• TO DO: Please transcribe the data exactly, with nothing left out.

═══ INPUT RECORDS

//! Tracing subscriber bootstrap.

use anyhow::anyhow;
use bookquest_kernel::settings::{LogFormat, TelemetrySettings};
use tracing_subscriber::EnvFilter;

/// Install the global subscriber. `RUST_LOG` takes precedence over
/// `telemetry.log_filter`.
pub fn init(settings: &TelemetrySettings) -> anyhow::Result<()> {
    let filter = EnvFilter::try_from_default_env()
        .or_else(|_| EnvFilter::try_new(&settings.log_filter))
        .map_err(|e| anyhow!("invalid log filter '{}': {}", settings.log_filter, e))?;

    let builder = tracing_subscriber::fmt().with_env_filter(filter);
    let installed = match settings.log_format {
        LogFormat::Pretty => builder.try_init(),
        LogFormat::Json => builder.json().try_init(),
    };
    installed.map_err(|e| anyhow!("failed to install tracing subscriber: {}", e))?;

    tracing::debug!(target: "bookquest-telemetry", format = ?settings.log_format, "tracing initialized");
    Ok(())
}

══════

• ANSWER TO THIS PROBLEM:
//! Tracing subscriber bootstrap.

use anyhow::anyhow;
use bookquest_kernel::settings::{LogFormat, TelemetrySettings};
use tracing_subscriber::EnvFilter;

/// Install the global subscriber. `RUST_LOG` takes precedence over
/// `telemetry.log_filter`.
pub fn init(settings: &TelemetrySettings) -> anyhow::Result<()> {
    let filter = EnvFilter::try_from_default_env()
        .or_else(|_| EnvFilter::try_new(&settings.log_filter))
        .map_err(|e| anyhow!("invalid log filter '{}': {}", settings.log_filter, e))?;

    let builder = tracing_subscriber::fmt().with_env_filter(filter);
    let installed = match settings.log_format {
        LogFormat::Pretty => builder.try_init(),
        LogFormat::Json => builder.json().try_init(),
    };
    installed.map_err(|e| anyhow!("failed to install tracing subscriber: {}", e))?;

    tracing::debug!(target: "bookquest-telemetry", format = ?settings.log_format, "tracing initialized");
    Ok(())
}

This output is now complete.